**MATERIAL PROVIDED:**
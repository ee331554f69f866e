use crate::domain::gateway::Gateway;
use crate::domain::network_server::{
    GatewayMetrics, MetricAggregation, MetricSeries, NetworkServerClient, NetworkServerError,
};
use crate::domain::result::{DomainError, DomainResult};
use chrono::{DateTime, Utc};
use std::collections::HashMap;

/// Dataset label the network server uses for received packet counts
pub const RX_COUNT_LABEL: &str = "rx_count";
/// Dataset label the network server uses for transmitted packet counts
pub const TX_COUNT_LABEL: &str = "tx_count";

/// One point of merged gateway traffic
#[derive(Debug, Clone, PartialEq)]
pub struct GatewayStatsSample {
    pub timestamp: DateTime<Utc>,
    pub rx_packets_received: i64,
    pub tx_packets_emitted: i64,
}

/// A gateway together with its recent traffic history
#[derive(Debug, Clone, PartialEq)]
pub struct GatewayWithStats {
    pub gateway: Gateway,
    pub stats: Vec<GatewayStatsSample>,
}

/// Extract (timestamp, count) pairs for one labeled dataset of a series.
/// Timestamps without a data point and series without the label yield nothing.
fn labeled_points(series: &MetricSeries, label: &str) -> Vec<(DateTime<Utc>, i64)> {
    let Some(dataset) = series.datasets.iter().find(|d| d.label == label) else {
        return Vec::new();
    };

    series
        .timestamps
        .iter()
        .zip(dataset.data.iter())
        .map(|(ts, v)| (*ts, *v as i64))
        .collect()
}

/// Merge the rx and tx packet series of a metrics response into one timeline.
/// Sample order follows first appearance across rx then tx; a timestamp
/// present in only one series gets zero for the other direction.
pub fn fold_packet_series(metrics: &GatewayMetrics) -> Vec<GatewayStatsSample> {
    let mut samples: Vec<GatewayStatsSample> = Vec::new();
    let mut index: HashMap<DateTime<Utc>, usize> = HashMap::new();

    for (timestamp, rx) in labeled_points(&metrics.rx_packets, RX_COUNT_LABEL) {
        match index.get(&timestamp) {
            Some(at) => samples[*at].rx_packets_received = rx,
            None => {
                index.insert(timestamp, samples.len());
                samples.push(GatewayStatsSample {
                    timestamp,
                    rx_packets_received: rx,
                    tx_packets_emitted: 0,
                });
            }
        }
    }

    for (timestamp, tx) in labeled_points(&metrics.tx_packets, TX_COUNT_LABEL) {
        match index.get(&timestamp) {
            Some(at) => samples[*at].tx_packets_emitted = tx,
            None => {
                index.insert(timestamp, samples.len());
                samples.push(GatewayStatsSample {
                    timestamp,
                    rx_packets_received: 0,
                    tx_packets_emitted: tx,
                });
            }
        }
    }

    samples
}

/// Map a metrics fetch failure into the domain taxonomy. A missing gateway on
/// the control plane surfaces as not found rather than a generic API error.
pub fn stats_fetch_error(gateway_id: &str, source: NetworkServerError) -> DomainError {
    if source.is_not_found() {
        DomainError::GatewayNotFound(gateway_id.to_string())
    } else {
        DomainError::NetworkServer(source)
    }
}

/// Fetch a gateway's packet metrics from the control plane and fold them into
/// a single timeline.
pub async fn collect_gateway_stats(
    client: &dyn NetworkServerClient,
    gateway_id: &str,
    from: DateTime<Utc>,
    to: DateTime<Utc>,
    aggregation: MetricAggregation,
) -> DomainResult<Vec<GatewayStatsSample>> {
    let metrics = client
        .get_gateway_metrics(gateway_id, from, to, aggregation)
        .await
        .map_err(|source| stats_fetch_error(gateway_id, source))?;

    Ok(fold_packet_series(&metrics))
}

/// Sum a merged timeline into totals
pub fn sum_packet_samples(samples: &[GatewayStatsSample]) -> (i64, i64) {
    samples.iter().fold((0, 0), |(rx, tx), s| {
        (rx + s.rx_packets_received, tx + s.tx_packets_emitted)
    })
}

impl GatewayWithStats {
    pub fn new(gateway: Gateway, stats: Vec<GatewayStatsSample>) -> Self {
        Self { gateway, stats }
    }
}
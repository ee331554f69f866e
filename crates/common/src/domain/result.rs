use crate::domain::network_server::NetworkServerError;
use thiserror::Error;

pub type DomainResult<T> = Result<T, DomainError>;

#[derive(Error, Debug)]
pub enum DomainError {
    #[error("Gateway not found: {0}")]
    GatewayNotFound(String),

    #[error("Gateway already exists: {0}")]
    GatewayAlreadyExists(String),

    #[error("Invalid gateway ID: {0}")]
    InvalidGatewayId(String),

    #[error("Invalid alarm thresholds: minimum {minimum} exceeds maximum {maximum}")]
    InvalidAlarmThresholds { minimum: i64, maximum: i64 },

    #[error("Invalid gateway tags: {0}")]
    InvalidTags(String),

    #[error("Organization not found: {0}")]
    OrganizationNotFound(String),

    #[error("Permission denied: {0}")]
    PermissionDenied(String),

    #[error("Network server error: {0}")]
    NetworkServer(#[from] NetworkServerError),

    #[error("Mail delivery error: {0}")]
    MailDelivery(String),

    #[error("Repository error: {0}")]
    RepositoryError(#[from] anyhow::Error),
}
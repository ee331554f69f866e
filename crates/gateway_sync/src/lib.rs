pub mod domain;

pub use domain::*;
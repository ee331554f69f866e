use crate::domain::result::{DomainError, DomainResult};
use std::collections::HashMap;

/// Namespace prefix for keys the synchronizer owns on the network server.
/// Client-supplied tags may never use it.
pub const RESERVED_TAG_PREFIX: &str = "lorafleet-";

pub const ORGANIZATION_ID_TAG: &str = "lorafleet-organization-id";
pub const CREATED_BY_TAG: &str = "lorafleet-created-by";
pub const UPDATED_BY_TAG: &str = "lorafleet-updated-by";
pub const SCHEMA_VERSION_TAG: &str = "lorafleet-schema-version";

/// Current layout version of the reserved keys
pub const SCHEMA_VERSION: &str = "1";

/// Ownership and audit values carried inside the reserved tag namespace
#[derive(Debug, Clone, PartialEq, Default)]
pub struct GatewayAnnotations {
    pub organization_id: Option<String>,
    pub created_by: Option<String>,
    pub updated_by: Option<String>,
}

/// Reject user tag maps that touch the reserved namespace
pub fn validate_user_tags(tags: &HashMap<String, String>) -> DomainResult<()> {
    for key in tags.keys() {
        if key.starts_with(RESERVED_TAG_PREFIX) {
            return Err(DomainError::InvalidTags(format!(
                "tag key {} uses the reserved prefix {}",
                key, RESERVED_TAG_PREFIX
            )));
        }
    }

    Ok(())
}

/// Build the tag map sent to the network server: user tags plus the reserved
/// annotations. Reserved keys already present in the user map are dropped, so
/// the annotations always win.
pub fn encode_tags(
    user_tags: &HashMap<String, String>,
    annotations: &GatewayAnnotations,
) -> HashMap<String, String> {
    let mut encoded: HashMap<String, String> = user_tags
        .iter()
        .filter(|(key, _)| !key.starts_with(RESERVED_TAG_PREFIX))
        .map(|(key, value)| (key.clone(), value.clone()))
        .collect();

    encoded.insert(SCHEMA_VERSION_TAG.to_string(), SCHEMA_VERSION.to_string());

    if let Some(organization_id) = &annotations.organization_id {
        encoded.insert(ORGANIZATION_ID_TAG.to_string(), organization_id.clone());
    }
    if let Some(created_by) = &annotations.created_by {
        encoded.insert(CREATED_BY_TAG.to_string(), created_by.clone());
    }
    if let Some(updated_by) = &annotations.updated_by {
        encoded.insert(UPDATED_BY_TAG.to_string(), updated_by.clone());
    }

    encoded
}

/// Split a network-server tag map back into annotations and user tags.
/// A reserved map written with a different layout version is rejected rather
/// than misread.
pub fn decode_tags(
    tags: &HashMap<String, String>,
) -> DomainResult<(GatewayAnnotations, HashMap<String, String>)> {
    if let Some(version) = tags.get(SCHEMA_VERSION_TAG) {
        if version != SCHEMA_VERSION {
            return Err(DomainError::InvalidTags(format!(
                "unsupported tag schema version {}",
                version
            )));
        }
    }

    let annotations = GatewayAnnotations {
        organization_id: tags.get(ORGANIZATION_ID_TAG).cloned(),
        created_by: tags.get(CREATED_BY_TAG).cloned(),
        updated_by: tags.get(UPDATED_BY_TAG).cloned(),
    };

    let user_tags = tags
        .iter()
        .filter(|(key, _)| !key.starts_with(RESERVED_TAG_PREFIX))
        .map(|(key, value)| (key.clone(), value.clone()))
        .collect();

    Ok((annotations, user_tags))
}
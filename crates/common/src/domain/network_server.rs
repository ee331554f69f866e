use async_trait::async_trait;
use chrono::{DateTime, Utc};
use std::collections::HashMap;
use thiserror::Error;

pub type NetworkServerResult<T> = Result<T, NetworkServerError>;

/// Failures from the network-control plane. Callers branch on `NotFound` (the
/// object is missing upstream); everything else is an upstream failure with
/// the payload preserved for diagnostics.
#[derive(Debug, Error)]
pub enum NetworkServerError {
    #[error("object does not exist: {0}")]
    NotFound(String),

    #[error("network server api error (status {status}): {body}")]
    Api { status: u16, body: String },

    #[error("network server request failed: {0}")]
    Transport(#[from] reqwest::Error),
}

impl NetworkServerError {
    pub fn is_not_found(&self) -> bool {
        matches!(self, NetworkServerError::NotFound(_))
    }
}

/// Gateway record as the network-control plane sees it. Ownership metadata
/// travels in `tags`; the control plane itself has no organization concept.
#[derive(Debug, Clone, PartialEq)]
pub struct NetworkServerGateway {
    pub gateway_id: String,
    pub name: String,
    pub description: Option<String>,
    pub latitude: f64,
    pub longitude: f64,
    pub altitude: Option<f64>,
    pub tenant_id: String,
    pub stats_interval_secs: u32,
    pub tags: HashMap<String, String>,
}

/// Detail read: the record plus server-side timestamps
#[derive(Debug, Clone, PartialEq)]
pub struct NetworkServerGatewayDetails {
    pub gateway: NetworkServerGateway,
    pub last_seen_at: Option<DateTime<Utc>>,
    pub created_at: Option<DateTime<Utc>>,
    pub updated_at: Option<DateTime<Utc>>,
}

/// One page of the external gateway listing
#[derive(Debug, Clone, PartialEq)]
pub struct NetworkServerGatewayPage {
    pub total_count: i64,
    pub result: Vec<NetworkServerGatewayListItem>,
}

#[derive(Debug, Clone, PartialEq)]
pub struct NetworkServerGatewayListItem {
    pub gateway_id: String,
    pub name: String,
    pub tenant_id: String,
    pub last_seen_at: Option<DateTime<Utc>>,
}

/// Metric aggregation buckets supported by the control plane
#[derive(Debug, Clone, Copy, PartialEq, Eq)]
pub enum MetricAggregation {
    Hour,
    Day,
    Month,
}

impl MetricAggregation {
    pub fn as_str(&self) -> &'static str {
        match self {
            MetricAggregation::Hour => "HOUR",
            MetricAggregation::Day => "DAY",
            MetricAggregation::Month => "MONTH",
        }
    }
}

/// One labeled value series inside a metric response
#[derive(Debug, Clone, PartialEq)]
pub struct MetricDataset {
    pub label: String,
    pub data: Vec<f64>,
}

/// A metric response series: timestamps indexed in parallel with each dataset
#[derive(Debug, Clone, PartialEq, Default)]
pub struct MetricSeries {
    pub timestamps: Vec<DateTime<Utc>>,
    pub datasets: Vec<MetricDataset>,
}

/// Receive and transmit packet series for one gateway
#[derive(Debug, Clone, PartialEq, Default)]
pub struct GatewayMetrics {
    pub rx_packets: MetricSeries,
    pub tx_packets: MetricSeries,
}

/// Client for the network-control plane. Implementations normalize gateway
/// ids to lowercase at this boundary and bound every call with a deadline.
#[cfg_attr(any(test, feature = "testing"), mockall::automock)]
#[async_trait]
pub trait NetworkServerClient: Send + Sync {
    /// Register a gateway on the control plane
    async fn create_gateway(&self, gateway: &NetworkServerGateway) -> NetworkServerResult<()>;

    /// Fetch a single gateway record
    async fn get_gateway(&self, gateway_id: &str)
        -> NetworkServerResult<NetworkServerGatewayDetails>;

    /// Replace a gateway record
    async fn update_gateway(&self, gateway: &NetworkServerGateway) -> NetworkServerResult<()>;

    /// Remove a gateway from the control plane
    async fn delete_gateway(&self, gateway_id: &str) -> NetworkServerResult<()>;

    /// Page through all gateways known to the control plane
    async fn list_gateways(
        &self,
        limit: i64,
        offset: i64,
    ) -> NetworkServerResult<NetworkServerGatewayPage>;

    /// Fetch aggregated packet metrics for a gateway over a window
    async fn get_gateway_metrics(
        &self,
        gateway_id: &str,
        from: DateTime<Utc>,
        to: DateTime<Utc>,
        aggregation: MetricAggregation,
    ) -> NetworkServerResult<GatewayMetrics>;
}
use crate::domain::result::{DomainError, DomainResult};
use async_trait::async_trait;

/// Authorization seam for gateway writes. Deployments plug their own policy
/// in; the checks stay out of the synchronizer itself.
#[cfg_attr(any(test, feature = "testing"), mockall::automock)]
#[async_trait]
pub trait OrganizationAccessChecker: Send + Sync {
    async fn can_write_gateways(
        &self,
        actor_id: &str,
        organization_id: &str,
    ) -> DomainResult<bool>;
}

/// Fixed-answer checker for single-tenant deployments and tests
#[derive(Debug, Clone, Copy)]
pub struct StaticAccessChecker {
    allow: bool,
}

impl StaticAccessChecker {
    pub fn new(allow: bool) -> Self {
        Self { allow }
    }

    pub fn allow_all() -> Self {
        Self::new(true)
    }
}

#[async_trait]
impl OrganizationAccessChecker for StaticAccessChecker {
    async fn can_write_gateways(
        &self,
        _actor_id: &str,
        _organization_id: &str,
    ) -> DomainResult<bool> {
        Ok(self.allow)
    }
}

/// Run the write check and turn a refusal into a permission error
pub async fn require_gateway_write_access(
    checker: &dyn OrganizationAccessChecker,
    actor_id: &str,
    organization_id: &str,
) -> DomainResult<()> {
    if checker.can_write_gateways(actor_id, organization_id).await? {
        Ok(())
    } else {
        Err(DomainError::PermissionDenied(format!(
            "user {} may not manage gateways of organization {}",
            actor_id, organization_id
        )))
    }
}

**TASK GOAL:**
Please report every line of the records above that contains the word "source".

**WRITTEN REPLY:**
pub fn stats_fetch_error(gateway_id: &str, source: NetworkServerError) -> DomainError {
    if source.is_not_found() {
        DomainError::NetworkServer(source)
        .map_err(|source| stats_fetch_error(gateway_id, source))?;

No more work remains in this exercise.